Analysis: China PBOC Defends Yuan But Selling Pressure Mounts
-- PBOC Tells Banks To Support Spot As Yuan Hits Bottom Of Trade Range
BEIJING (MNI) - Another day, and more yuan weakness.
Analysts still broadly expect the Chinese currency to notch up another gain against the U.S. dollar this year.
But with half the year nearly gone -- and no sign of any meaningful recovery in global sentiment -- it's becoming increasingly difficult to see what will drive the yuan higher in the months ahead.
The currency fell 0.96% relative to the central parity in the Thursday session to 6.3650, one of the biggest intraday fall since the daily trading band was widened to 1% on April 16. Offshore yuan has also weakened sharply, also falling to 6.3645 from the previous close at 6.3570.
An immediate cause for today's weakness was the release of HSBC's June flash PMI, which showed Chinese manufacturing conditions hitting a seven-month low in the face of sluggish domestic and global conditions.
That was just the latest in a stream of data points highlighting the suffering at the industrial level (though HSBC typically provides the most bearish reading among the monthly surveys).
But the currency has been under pressure for far less in recent weeks. Citi FX strategist He Weisheng said the sell-down has been fueled by Chinese corporates meeting the demands of deleveraging European banks, but also said dollar demand may be stoked by low commodities prices.
Data earlier this week showing small net foreign exchange purchases in May -- suggestive of capital inflows -- were widely dismissed by analysts as a blip, noting the bearish mood in global markets and the yuan's consistent intraday weakness.
Based on its central parity fixing, the currency is down around 1% against the dollar since the start of this year, putting the yuan on track to record its first year of depreciation since it was originally depegged in July 2005.
The yuan has risen 1.21% in real effective terms this year through the end of May, according to Bank for International Settlements data, indicating that Beijing could be more closely targeting a currency basket in guiding the exchange rate.
But dollar-yuan remains in focus, and analysts still expect some appreciation over 2012, following 2011's 4.7% rise.
"We're still looking for some recovery if the market stabilizes," said Frances Cheung, a strategist with Credit Agricole CIB in Hong Kong.
She said the yuan may rise to 6.20 by the end of this year, but acknowledged that the risks remain on the downside given global conditions.
Despite the bearish mood, the PBOC has been holding the line in interday trading, moving the yuan back towards 6.3000 at the fixing, only for the currency to gap down instantly at the morning open.

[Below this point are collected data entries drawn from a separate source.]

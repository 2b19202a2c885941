/*
[INPUT]:  Currency pair identifiers and query parameters
[OUTPUT]: Market data (tickers, order book, transactions, conversion rate)
[POS]:    HTTP layer - public market data endpoints (no auth required)
[UPDATE]: When adding new public endpoints or changing response format
*/

use crate::http::client::ApiRequest;
use crate::http::{BitstampClient, BitstampError, Result};
use crate::types::{ConversionRate, OrderBook, OrderBookGroup, Ticker, Transaction, TransactionInterval};

/// Currency pairs are short lowercase-or-uppercase ASCII symbols such as `btcusd`
pub(crate) fn validate_pair(pair: &str) -> Result<()> {
    if pair.is_empty() || !pair.bytes().all(|b| b.is_ascii_alphanumeric()) {
        return Err(BitstampError::validation(format!(
            "currency pair must be non-empty and alphanumeric, got {pair:?}"
        )));
    }
    Ok(())
}

impl BitstampClient {
    /// Latest ticker for a currency pair
    ///
    /// GET /api/v2/ticker/{pair}/
    pub async fn ticker(&self, pair: &str) -> Result<Ticker> {
        validate_pair(pair)?;
        self.dispatch(ApiRequest::get(format!("/api/v2/ticker/{pair}/")))
            .await
    }

    /// Hourly ticker for a currency pair
    ///
    /// GET /api/v2/ticker_hour/{pair}/
    pub async fn hourly_ticker(&self, pair: &str) -> Result<Ticker> {
        validate_pair(pair)?;
        self.dispatch(ApiRequest::get(format!("/api/v2/ticker_hour/{pair}/")))
            .await
    }

    /// Order book snapshot with a raw grouping mode.
    ///
    /// `group` must be 0, 1 or 2; anything else fails before a request is made.
    ///
    /// GET /api/v2/order_book/{pair}/?group={group}
    pub async fn order_book(&self, pair: &str, group: u8) -> Result<OrderBook> {
        let group = OrderBookGroup::try_from(group)?;
        self.order_book_grouped(pair, group).await
    }

    /// Order book snapshot with a typed grouping mode
    pub async fn order_book_grouped(&self, pair: &str, group: OrderBookGroup) -> Result<OrderBook> {
        validate_pair(pair)?;
        let request = ApiRequest::get(format!("/api/v2/order_book/{pair}/"))
            .query("group", group.as_u8().to_string());
        self.dispatch(request).await
    }

    /// Trades for the given time window, newest first
    ///
    /// GET /api/v2/transactions/{pair}/?time={minute|hour|day}
    pub async fn transactions(
        &self,
        pair: &str,
        interval: TransactionInterval,
    ) -> Result<Vec<Transaction>> {
        validate_pair(pair)?;
        let request = ApiRequest::get(format!("/api/v2/transactions/{pair}/"))
            .query("time", interval.as_str());
        self.dispatch(request).await
    }

    /// EUR/USD conversion rate
    ///
    /// GET /api/v2/eur_usd/
    pub async fn conversion_rate(&self) -> Result<ConversionRate> {
        self.dispatch(ApiRequest::get("/api/v2/eur_usd/")).await
    }
}

#[cfg(test)]
mod tests {
    use crate::auth::Credentials;
    use crate::http::{BitstampClient, BitstampError, ClientConfig};
    use crate::types::{PriceLevel, TransactionInterval, TransactionSide};
    use rstest::rstest;
    use rust_decimal::Decimal;
    use wiremock::matchers::{method, path, query_param};
    use wiremock::{Mock, MockServer, ResponseTemplate};

    fn client_for(server: &MockServer) -> BitstampClient {
        BitstampClient::with_config(ClientConfig {
            base_url: server.uri(),
            ..ClientConfig::default()
        })
        .expect("client init")
    }

    fn dec(raw: &str) -> Decimal {
        raw.parse().expect("decimal")
    }

    #[tokio::test]
    async fn test_ticker() {
        let server = MockServer::start().await;
        let mock_response = r#"{"high":"9000.0","last":"8950.5","timestamp":"1234567890","bid":"8949","vwap":"8975","volume":"120.5","low":"8800","ask":"8951","open":"8900"}"#;

        let _mock = Mock::given(method("GET"))
            .and(path("/api/v2/ticker/btcusd/"))
            .respond_with(ResponseTemplate::new(200).set_body_raw(mock_response, "application/json"))
            .expect(1)
            .mount(&server)
            .await;

        let ticker = client_for(&server)
            .ticker("btcusd")
            .await
            .expect("ticker failed");

        assert_eq!(ticker.high, Some(dec("9000.0")));
        assert_eq!(ticker.last, Some(dec("8950.5")));
        assert_eq!(ticker.timestamp, Some(1_234_567_890));
        assert_eq!(ticker.volume, Some(dec("120.5")));
        assert_eq!(ticker.open, Some(dec("8900")));
    }

    #[tokio::test]
    async fn test_hourly_ticker() {
        let server = MockServer::start().await;
        let _mock = Mock::given(method("GET"))
            .and(path("/api/v2/ticker_hour/ethusd/"))
            .respond_with(ResponseTemplate::new(200).set_body_json(serde_json::json!({
                "last": "2000.10",
                "vwap": "1999.5"
            })))
            .expect(1)
            .mount(&server)
            .await;

        let ticker = client_for(&server)
            .hourly_ticker("ethusd")
            .await
            .expect("hourly_ticker failed");

        assert_eq!(ticker.last, Some(dec("2000.10")));
        assert_eq!(ticker.vwap, Some(dec("1999.5")));
        assert_eq!(ticker.high, None);
    }

    #[tokio::test]
    async fn test_ticker_not_found() {
        let server = MockServer::start().await;
        let _mock = Mock::given(method("GET"))
            .and(path("/api/v2/ticker/unknownpair/"))
            .respond_with(ResponseTemplate::new(404))
            .expect(1)
            .mount(&server)
            .await;

        let err = client_for(&server)
            .ticker("unknownpair")
            .await
            .expect_err("should be not found");

        match err {
            BitstampError::NotFound { endpoint } => {
                assert_eq!(endpoint, "/api/v2/ticker/unknownpair/");
            }
            other => panic!("Expected NotFound, got {other:?}"),
        }
    }

    #[tokio::test]
    async fn test_order_book_preserves_level_order() {
        let server = MockServer::start().await;
        let _mock = Mock::given(method("GET"))
            .and(path("/api/v2/order_book/btcusd/"))
            .and(query_param("group", "1"))
            .respond_with(ResponseTemplate::new(200).set_body_json(serde_json::json!({
                "timestamp": "1700000000",
                "microtimestamp": "1700000000000001",
                "bids": [["100.00", "1.5"], ["99.50", "2.0"]],
                "asks": [["100.50", "0.7"], ["101.00", "1.1"]]
            })))
            .expect(1)
            .mount(&server)
            .await;

        let book = client_for(&server)
            .order_book("btcusd", 1)
            .await
            .expect("order_book failed");

        assert_eq!(
            book.bids,
            vec![
                PriceLevel::new(dec("100.00"), dec("1.5")),
                PriceLevel::new(dec("99.50"), dec("2.0")),
            ]
        );
        assert_eq!(
            book.asks,
            vec![
                PriceLevel::new(dec("100.50"), dec("0.7")),
                PriceLevel::new(dec("101.00"), dec("1.1")),
            ]
        );
        assert_eq!(book.timestamp, Some(1_700_000_000));
    }

    #[rstest]
    #[case(0)]
    #[case(1)]
    #[case(2)]
    #[tokio::test]
    async fn test_order_book_accepts_each_group(#[case] group: u8) {
        let server = MockServer::start().await;
        let _mock = Mock::given(method("GET"))
            .and(path("/api/v2/order_book/btcusd/"))
            .and(query_param("group", group.to_string()))
            .respond_with(ResponseTemplate::new(200).set_body_json(serde_json::json!({
                "bids": [], "asks": []
            })))
            .expect(1)
            .mount(&server)
            .await;

        let book = client_for(&server)
            .order_book("btcusd", group)
            .await
            .expect("order_book failed");
        assert!(book.bids.is_empty());
    }

    #[tokio::test]
    async fn test_order_book_invalid_group_sends_nothing() {
        let server = MockServer::start().await;
        let _mock = Mock::given(method("GET"))
            .respond_with(ResponseTemplate::new(200))
            .expect(0)
            .mount(&server)
            .await;

        let err = client_for(&server)
            .order_book("btcusd", 3)
            .await
            .expect_err("group 3 should be rejected");

        assert!(matches!(err, BitstampError::Validation(_)));
    }

    #[tokio::test]
    async fn test_invalid_pair_sends_nothing() {
        let server = MockServer::start().await;
        let _mock = Mock::given(method("GET"))
            .respond_with(ResponseTemplate::new(200))
            .expect(0)
            .mount(&server)
            .await;

        let client = client_for(&server);
        assert!(matches!(client.ticker("").await, Err(BitstampError::Validation(_))));
        assert!(matches!(
            client.ticker("btc/usd").await,
            Err(BitstampError::Validation(_))
        ));
    }

    #[tokio::test]
    async fn test_transactions() {
        let server = MockServer::start().await;
        let _mock = Mock::given(method("GET"))
            .and(path("/api/v2/transactions/btcusd/"))
            .and(query_param("time", "minute"))
            .respond_with(ResponseTemplate::new(200).set_body_json(serde_json::json!([
                {"date": "1700000060", "tid": "11", "amount": "0.10", "type": "0", "price": "100.5"},
                {"date": "1700000001", "tid": "10", "amount": "0.20", "type": "1", "price": "100.4"}
            ])))
            .expect(1)
            .mount(&server)
            .await;

        let trades = client_for(&server)
            .transactions("btcusd", TransactionInterval::Minute)
            .await
            .expect("transactions failed");

        assert_eq!(trades.len(), 2);
        assert_eq!(trades[0].tid, Some(11));
        assert_eq!(trades[0].side, Some(TransactionSide::Buy));
        assert_eq!(trades[1].date, Some(1_700_000_001));
        assert_eq!(trades[1].side, Some(TransactionSide::Sell));
    }

    #[tokio::test]
    async fn test_conversion_rate() {
        let server = MockServer::start().await;
        let _mock = Mock::given(method("GET"))
            .and(path("/api/v2/eur_usd/"))
            .respond_with(ResponseTemplate::new(200).set_body_json(serde_json::json!({
                "buy": "1.0870", "sell": "1.0790"
            })))
            .expect(1)
            .mount(&server)
            .await;

        let rate = client_for(&server)
            .conversion_rate()
            .await
            .expect("conversion_rate failed");

        assert_eq!(rate.buy, Some(dec("1.0870")));
        assert_eq!(rate.sell, Some(dec("1.0790")));
    }

    #[tokio::test]
    async fn test_public_calls_never_send_auth_headers() {
        let server = MockServer::start().await;
        let _mock = Mock::given(method("GET"))
            .and(path("/api/v2/eur_usd/"))
            .respond_with(ResponseTemplate::new(200).set_body_json(serde_json::json!({})))
            .expect(1)
            .mount(&server)
            .await;

        let credentials = Credentials::new("123", "key", "secret").expect("credentials");
        let client = client_for(&server).with_credentials(credentials);
        client.conversion_rate().await.expect("conversion_rate failed");

        let requests = server.received_requests().await.expect("recording enabled");
        assert_eq!(requests.len(), 1);
        assert!(!requests[0].headers.contains_key("x-auth"));
        assert!(!requests[0].headers.contains_key("x-auth-signature"));
    }

    #[tokio::test]
    async fn test_connection_failure_is_transport_error() {
        // Nothing listens on port 9 on the loopback interface.
        let client = BitstampClient::with_config(ClientConfig {
            base_url: "http://127.0.0.1:9".to_string(),
            ..ClientConfig::default()
        })
        .expect("client init");

        let err = client.ticker("btcusd").await.expect_err("should fail");
        match err {
            BitstampError::Transport { method, endpoint, .. } => {
                assert_eq!(method.as_str(), "GET");
                assert_eq!(endpoint, "/api/v2/ticker/btcusd/");
            }
            other => panic!("Expected Transport, got {other:?}"),
        }
    }
}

China Merchants Bank analyst Liu Dongliang said the PBOC has explicitly asked big state lenders to support the yuan spot in intraday trading, but also noted the challenge it faces.
"There's no motivation to go long the yuan -- both clients and banks want to hold dollars," he said.

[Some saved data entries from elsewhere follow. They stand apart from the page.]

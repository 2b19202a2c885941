/*
[INPUT]:  HTTP configuration (base URL, timeouts), optional credentials
[OUTPUT]: Configured reqwest client and single-call request dispatch
[POS]:    HTTP layer - core client implementation
[UPDATE]: When adding connection options or changing dispatch/error mapping
*/

use std::fmt;
use std::str::FromStr;
use std::time::Duration;

use reqwest::header::{CONTENT_TYPE, HeaderMap, HeaderValue};
use reqwest::{Client, Method, StatusCode, Url};
use serde::de::DeserializeOwned;
use tracing::debug;

use crate::auth::Credentials;
use crate::http::signature::{FORM_CONTENT_TYPE, RequestSigner, canonical_query, form_body};
use crate::http::{BitstampError, Result};

/// Base URL for the Bitstamp REST API
pub const DEFAULT_BASE_URL: &str = "https://www.bitstamp.net";

/// HTTP verbs used by the API
#[derive(Debug, Clone, Copy, PartialEq, Eq, Hash)]
pub enum HttpVerb {
    Get,
    Post,
}

impl HttpVerb {
    pub fn as_str(self) -> &'static str {
        match self {
            HttpVerb::Get => "GET",
            HttpVerb::Post => "POST",
        }
    }

    pub fn method(self) -> Method {
        match self {
            HttpVerb::Get => Method::GET,
            HttpVerb::Post => Method::POST,
        }
    }
}

impl fmt::Display for HttpVerb {
    fn fmt(&self, f: &mut fmt::Formatter<'_>) -> fmt::Result {
        f.write_str(self.as_str())
    }
}

impl FromStr for HttpVerb {
    type Err = BitstampError;

    fn from_str(value: &str) -> Result<Self> {
        match value.to_ascii_uppercase().as_str() {
            "GET" => Ok(HttpVerb::Get),
            "POST" => Ok(HttpVerb::Post),
            other => Err(BitstampError::Protocol(format!(
                "unsupported HTTP method requested: {other}"
            ))),
        }
    }
}

/// HTTP client configuration
#[derive(Debug, Clone)]
pub struct ClientConfig {
    pub base_url: String,
    pub timeout: Duration,
    pub connect_timeout: Duration,
}

impl Default for ClientConfig {
    fn default() -> Self {
        Self {
            base_url: DEFAULT_BASE_URL.to_string(),
            timeout: Duration::from_secs(30),
            connect_timeout: Duration::from_secs(10),
        }
    }
}

/// One REST call, described before it is dispatched
#[derive(Debug, Clone)]
pub(crate) struct ApiRequest {
    pub verb: HttpVerb,
    pub endpoint: String,
    pub query: Vec<(&'static str, String)>,
    pub form: Vec<(&'static str, String)>,
    pub authorized: bool,
}

impl ApiRequest {
    pub fn get(endpoint: impl Into<String>) -> Self {
        Self {
            verb: HttpVerb::Get,
            endpoint: endpoint.into(),
            query: Vec::new(),
            form: Vec::new(),
            authorized: false,
        }
    }

    pub fn post(endpoint: impl Into<String>) -> Self {
        Self {
            verb: HttpVerb::Post,
            ..Self::get(endpoint)
        }
    }

    pub fn query(mut self, key: &'static str, value: impl Into<String>) -> Self {
        self.query.push((key, value.into()));
        self
    }

    pub fn form(mut self, key: &'static str, value: impl Into<String>) -> Self {
        self.form.push((key, value.into()));
        self
    }

    pub fn authorized(mut self) -> Self {
        self.authorized = true;
        self
    }
}

/// Main HTTP client for the Bitstamp API
#[derive(Debug, Clone)]
pub struct BitstampClient {
    http_client: Client,
    base_url: Url,
    credentials: Option<Credentials>,
}

impl BitstampClient {
    /// Create a new client with default configuration
    pub fn new() -> Result<Self> {
        Self::with_config(ClientConfig::default())
    }

    /// Create a new client with custom configuration
    pub fn with_config(config: ClientConfig) -> Result<Self> {
        let http_client = Client::builder()
            .timeout(config.timeout)
            .connect_timeout(config.connect_timeout)
            .build()
            .map_err(|e| BitstampError::Config(format!("failed to build HTTP client: {e}")))?;

        let base_url = Url::parse(&config.base_url)?;
        if base_url.host_str().is_none() {
            return Err(BitstampError::Config(format!(
                "base URL has no host: {}",
                config.base_url
            )));
        }

        Ok(Self {
            http_client,
            base_url,
            credentials: None,
        })
    }

    /// Attach credentials for authorized endpoints
    pub fn with_credentials(mut self, credentials: Credentials) -> Self {
        self.credentials = Some(credentials);
        self
    }

    /// Get credentials if set
    pub fn credentials(&self) -> Option<&Credentials> {
        self.credentials.as_ref()
    }

    pub fn base_url(&self) -> &Url {
        &self.base_url
    }

    /// Host as it appears in the signed message (`host` or `host:port`)
    fn domain(&self) -> String {
        let host = self.base_url.host_str().unwrap_or_default();
        match self.base_url.port() {
            Some(port) => format!("{host}:{port}"),
            None => host.to_string(),
        }
    }

    /// Perform exactly one HTTP call and map the JSON response into `T`
    pub(crate) async fn dispatch<T: DeserializeOwned>(&self, request: ApiRequest) -> Result<T> {
        let ApiRequest {
            verb,
            endpoint,
            query,
            form,
            authorized,
        } = request;

        let query = canonical_query(&query)?;
        let body = form_body(&form)?;
        let content_type = (!body.is_empty()).then_some(FORM_CONTENT_TYPE);

        // Signing happens before any I/O so missing credentials never reach the wire.
        let mut headers = if authorized {
            let signer = RequestSigner::from_optional(self.credentials.as_ref())?;
            signer
                .auth_headers(verb, &self.domain(), &endpoint, &query, content_type, &body)
                .to_header_map()?
        } else {
            HeaderMap::new()
        };
        if let Some(content_type) = content_type {
            headers.insert(CONTENT_TYPE, HeaderValue::from_static(content_type));
        }

        let mut url = self.base_url.join(&endpoint)?;
        if let Some(raw_query) = query.strip_prefix('?') {
            url.set_query(Some(raw_query));
        }

        debug!(method = %verb, %endpoint, authorized, "dispatching request");

        let mut builder = self
            .http_client
            .request(verb.method(), url)
            .headers(headers);
        if content_type.is_some() {
            builder = builder.body(body);
        }

        let transport_error = |source: reqwest::Error| BitstampError::Transport {
            method: verb,
            endpoint: endpoint.clone(),
            source,
        };

        let response = builder.send().await.map_err(transport_error)?;
        let status = response.status();
        let text = response.text().await.map_err(transport_error)?;

        parse_response(status, &endpoint, &text)
    }
}

fn parse_response<T: DeserializeOwned>(status: StatusCode, endpoint: &str, text: &str) -> Result<T> {
    if status == StatusCode::NOT_FOUND {
        return Err(BitstampError::NotFound {
            endpoint: endpoint.to_string(),
        });
    }

    if !status.is_success() {
        let message = error_reason(text).unwrap_or_else(|| text.trim().to_string());
        return Err(BitstampError::api_error(status, message));
    }

    let value: serde_json::Value = serde_json::from_str(text)?;
    if value.get("status").and_then(|s| s.as_str()) == Some("error") {
        let message = error_reason(text).unwrap_or_else(|| "unknown error".to_string());
        return Err(BitstampError::api_error(status, message));
    }

    Ok(serde_json::from_value(value)?)
}

/// Extract `reason` from a Bitstamp error payload; it may be a string or a field map
fn error_reason(text: &str) -> Option<String> {
    let value: serde_json::Value = serde_json::from_str(text).ok()?;
    let reason = value.get("reason").or_else(|| value.get("message"))?;
    match reason {
        serde_json::Value::String(reason) => Some(reason.clone()),
        other => Some(other.to_string()),
    }
}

As long as the mood remains negative, there's little upside for the yuan, though Citi's He also said that politics is prompting the PBOC to defend the exchange rate at current levels.
Global pressure on China to strengthen the currency is fading as the country's current account surplus falls.
IMF deputy managing director John Lipton said in Beijing earlier this month that the yuan is now "moderately undervalued" against a basket, marking a significant ratcheting down of the fund's previous "substantially undervalued" formulation. G20 leaders also welcomed China's recent commitment to increase the role of market forces on its continued reform of the exchange rate.
Despite a temptation among policy-makers to allow the currency to weaken against the dollar to cushion exporting firms, political sensitivities, not least November's U.S. presidential elections, preclude outright depreciation.
"There's not much upside but not much downside," said Citi's He. "Unless there's a really big sell-off -- such as euro going to parity -- I think dollar-yuan will go higher in 2012."
The dollar's movements dominate, though, and China Merchants' Liu believes it is "very possible" to see the cross at 6.4000 or below if the greenback remains strong.